How does ‘investment casting’ (lost-wax) work? An overview of the steps and phases involved is given below.
Step 1: Mould engineering & production
CIREX is one of the largest lost wax foundries in the world. By means of the lost wax method, high quality investment castings are produced with complex shapes and high dimensional accuracy. Besides that, this process offers a great degree of freedom in design and material choice. Your specific wishes and demands can be incorporated into the castings. By our decades long experience with the lost wax method, we can assure you a very efficient production process and top quality castings.
Step 2: Wax model spraying & Tree building
The mould is filled with liquid wax. After the wax has been cooled down, ejectors in the mould push the wax model out. A wax model has now been sprayed which is identical to the final casting. These wax models are glued onto a so-called wax tree with a casting funnel on top, into which steel is poured in a later stage off the process.
Step 3: Rinsing the wax trees
After the wax models have been glued onto a wax tree, they are rinsed. Any possible contaminations on the surface are removed to ensure a successful attachment of the ceramic onto the wax tree.
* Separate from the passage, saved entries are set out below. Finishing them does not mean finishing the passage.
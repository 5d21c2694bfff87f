use clap::{Arg, ArgAction, Command, ValueHint};
use clap_complete::{generate_to, shells::*};
use std::env;
use std::io::Error;

// Mirror of the value lists from src/main.rs
// We need to duplicate this here since build scripts can't access src/ modules
const MODES: &[&str] = &["article", "thread"];
const CODE_STYLES: &[&str] = &["inline", "blockquote", "plain"];
const THREAD_OUTPUTS: &[&str] = &["json", "numbered"];

fn main() -> Result<(), Error> {
    let outdir = match env::var_os("OUT_DIR") {
        None => return Ok(()),
        Some(outdir) => outdir,
    };

    let mut cmd = Command::new("md2x")
        .version(env!("CARGO_PKG_VERSION"))
        .about("Convert Markdown into plain text for social posts and threads")
        .arg(
            Arg::new("input")
                .help("Markdown file to convert ('-' for stdin)")
                .index(1)
                .value_hint(ValueHint::FilePath),
        )
        .arg(Arg::new("text").long("text").short('t'))
        .arg(
            Arg::new("output")
                .long("output")
                .short('o')
                .value_hint(ValueHint::FilePath),
        )
        .arg(
            Arg::new("write")
                .long("write")
                .short('w')
                .action(ArgAction::SetTrue),
        )
        .arg(
            Arg::new("mode")
                .long("mode")
                .short('m')
                .value_parser(clap::builder::PossibleValuesParser::new(MODES)),
        )
        .arg(
            Arg::new("keep-links")
                .long("keep-links")
                .action(ArgAction::SetTrue),
        )
        .arg(
            Arg::new("strip-links")
                .long("strip-links")
                .action(ArgAction::SetTrue),
        )
        .arg(
            Arg::new("code-style")
                .long("code-style")
                .value_parser(clap::builder::PossibleValuesParser::new(CODE_STYLES)),
        )
        .arg(Arg::new("max-length").long("max-length"))
        .arg(
            Arg::new("thread-output")
                .long("thread-output")
                .value_parser(clap::builder::PossibleValuesParser::new(THREAD_OUTPUTS)),
        )
        .arg(
            Arg::new("config")
                .long("config")
                .value_hint(ValueHint::FilePath),
        )
        .arg(Arg::new("log-level").long("log-level"));

    // Generate completions for bash
    generate_to(Bash, &mut cmd, "md2x", &outdir)?;

    // Generate completions for zsh
    generate_to(Zsh, &mut cmd, "md2x", &outdir)?;

    // Generate completions for fish
    generate_to(Fish, &mut cmd, "md2x", &outdir)?;

    println!("cargo:warning=Shell completions generated in {outdir:?}");

    Ok(())
}
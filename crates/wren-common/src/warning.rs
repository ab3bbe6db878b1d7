//! Style warnings with colored terminal output.
//!
//! Each unique message is printed once per process (until [`clear_warnings`]),
//! so resolving thousands of element styles with the same bad declaration
//! does not flood stderr. Messages are recorded even while output is
//! silenced with [`set_quiet`].

use std::collections::BTreeSet;
use std::sync::atomic::{AtomicBool, Ordering};
use std::sync::{Mutex, MutexGuard, PoisonError};

use owo_colors::OwoColorize;

/// Every `[component] message` key reported so far.
static WARNED: Mutex<BTreeSet<String>> = Mutex::new(BTreeSet::new());

/// When set, warnings are recorded but not printed.
static QUIET: AtomicBool = AtomicBool::new(false);

/// Lock the warning set. A poisoned lock still holds a valid set.
fn warned() -> MutexGuard<'static, BTreeSet<String>> {
    WARNED.lock().unwrap_or_else(PoisonError::into_inner)
}

/// Report a style problem (prints once per unique message).
///
/// # Example
/// ```
/// use wren_common::warning::{emitted_warnings, warn_once};
///
/// warn_once("CSS", "dropped declaration 'color: ;'");
/// assert!(emitted_warnings().contains(&"[CSS] dropped declaration 'color: ;'".to_string()));
/// ```
pub fn warn_once(component: &str, message: &str) {
    let key = format!("[{component}] {message}");
    let first_time = warned().insert(key);

    if first_time && !QUIET.load(Ordering::Relaxed) {
        eprintln!("{}", format!("[Wren {component}] ⚠ {message}").yellow());
    }
}

/// Silence (or re-enable) warning output. Warnings are still recorded.
pub fn set_quiet(quiet: bool) {
    QUIET.store(quiet, Ordering::Relaxed);
}

/// All warnings recorded since start-up or the last [`clear_warnings`],
/// as `[component] message` strings in sorted order.
#[must_use]
pub fn emitted_warnings() -> Vec<String> {
    warned().iter().cloned().collect()
}

/// Forget all recorded warnings (call before resolving a new document).
pub fn clear_warnings() {
    warned().clear();
}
Step 4: Building ceramic layers
After rinsing the wax tree, the tree is given a fireproof ceramic shell. This shell is constructed after repeatedly submerging the tree (up to 7 or 9 times) in a slurry and sprinkle it with ceramic sand. The ceramic layers are then hardened in a drying chamber where they are exposed to air.
Step 5: Autoclave
After the layers have been formed and dried, the wax is melted out of the ceramic tree by using steam (120°C) in an autoclave. This is why it is called “lost wax casting”. The majority of the molten wax can be regenerated and is reusable.
Step 6: Sintering
The ceramic tree is then baked (stoked) at high temperatures of around 1100°C and reaches its final strength through the sintering process. Any wax remains are burned out during this process.
Step 7: Casting
The desired steel alloy is melted in a large furnace of 800kg and brought to cast temperatures. The ceramic tree is, at the same time, heated in a oven to prevent thermal shocks during the pouring process. After the tree has been heated, it is removed from the oven by a robotic arm and filled up with a steel alloy by use of counter gravity. When the trees have been poured, they are placed on a cooling conveyor where they are cooled down. (with nitrogen).
Stap 8: Finishing
The trees are then removed from their ceramic shell, by using a fully-automatic hammer to break the shell. This removes the majority of the ceramic. The next step is to cut the products from the trees by sawing or vibrating. The steel leftovers will be sorted based on alloy and can be melted again during the next casting session.
Step 9: Blasting, grinding and visual inspection
The Finishing Department removes the last pieces of ceramic by means of steel, sand and/or water blasting. The ingate which remained after the sawing process, is grinded from the casting. To grind the product properly, a grinding fixture is often applied.
The Quality Department checks all products visually for possible casting failures. This check takes place according to a quality standard sheet to ensure that all possible surface failures are corrected properly. Due to this procedure you can be assured that CIREX only delivers high quality castings.
Step 10: Machining and heat- and surface treatment
CIREX has the capabilities to machine castings in house, such as drilling holes, tapping threads and turning & milling activities. This enables CIREX to deliver a completely machined component that is ready-to-install.
Some alloys require heattreatment to achieve a certain hardness, tensile strength or elongation according to 2D drawing specifications. The standard heattreatments are performed in-house, the complex treatments are outsourced. CIREX also has the know-how to perform a surface treatment for a casting.
Surface treatments involves the coating process of a steel surface, to enhance the looks of the surface or protect it against external influences such as corrosion (rust) and natural wear (damage).